Data excerpts =>
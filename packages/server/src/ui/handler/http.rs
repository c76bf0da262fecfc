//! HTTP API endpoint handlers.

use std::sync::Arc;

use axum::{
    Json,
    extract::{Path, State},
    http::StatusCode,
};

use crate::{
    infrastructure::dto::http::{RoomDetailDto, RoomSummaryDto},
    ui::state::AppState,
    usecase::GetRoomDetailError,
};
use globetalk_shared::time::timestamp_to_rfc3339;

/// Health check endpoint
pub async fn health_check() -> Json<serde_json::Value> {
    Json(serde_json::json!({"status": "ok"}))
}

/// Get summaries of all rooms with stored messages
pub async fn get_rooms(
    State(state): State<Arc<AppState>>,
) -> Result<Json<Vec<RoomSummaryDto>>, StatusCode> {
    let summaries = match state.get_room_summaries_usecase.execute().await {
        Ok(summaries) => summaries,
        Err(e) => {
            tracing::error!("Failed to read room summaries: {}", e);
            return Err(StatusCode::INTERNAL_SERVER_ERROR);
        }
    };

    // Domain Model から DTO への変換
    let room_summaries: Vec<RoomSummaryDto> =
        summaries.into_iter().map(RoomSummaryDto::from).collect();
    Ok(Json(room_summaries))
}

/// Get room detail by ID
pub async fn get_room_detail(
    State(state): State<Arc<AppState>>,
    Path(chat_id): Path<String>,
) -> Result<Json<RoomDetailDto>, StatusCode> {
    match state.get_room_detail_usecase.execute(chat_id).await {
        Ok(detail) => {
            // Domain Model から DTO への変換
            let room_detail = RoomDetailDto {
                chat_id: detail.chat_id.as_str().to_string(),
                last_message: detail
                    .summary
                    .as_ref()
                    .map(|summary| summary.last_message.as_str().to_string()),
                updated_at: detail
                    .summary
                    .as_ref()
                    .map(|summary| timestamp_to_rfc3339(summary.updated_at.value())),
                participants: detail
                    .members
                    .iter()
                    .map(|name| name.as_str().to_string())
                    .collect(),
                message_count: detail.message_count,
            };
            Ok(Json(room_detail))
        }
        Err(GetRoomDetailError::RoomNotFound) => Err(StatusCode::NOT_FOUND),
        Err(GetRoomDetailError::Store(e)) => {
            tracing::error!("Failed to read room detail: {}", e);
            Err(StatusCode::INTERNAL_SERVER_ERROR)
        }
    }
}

Activity => Extract, exactly, the lines above that begin at the line containing "let room_detail = RoomDetailDto" and end at the final line of the records; add no other text.

Result of this exercise =>
            let room_detail = RoomDetailDto {
                chat_id: detail.chat_id.as_str().to_string(),
                last_message: detail
                    .summary
                    .as_ref()
                    .map(|summary| summary.last_message.as_str().to_string()),
                updated_at: detail
                    .summary
                    .as_ref()
                    .map(|summary| timestamp_to_rfc3339(summary.updated_at.value())),
                participants: detail
                    .members
                    .iter()
                    .map(|name| name.as_str().to_string())
                    .collect(),
                message_count: detail.message_count,
            };
            Ok(Json(room_detail))
        }
        Err(GetRoomDetailError::RoomNotFound) => Err(StatusCode::NOT_FOUND),
        Err(GetRoomDetailError::Store(e)) => {
            tracing::error!("Failed to read room detail: {}", e);
            Err(StatusCode::INTERNAL_SERVER_ERROR)
        }
    }
}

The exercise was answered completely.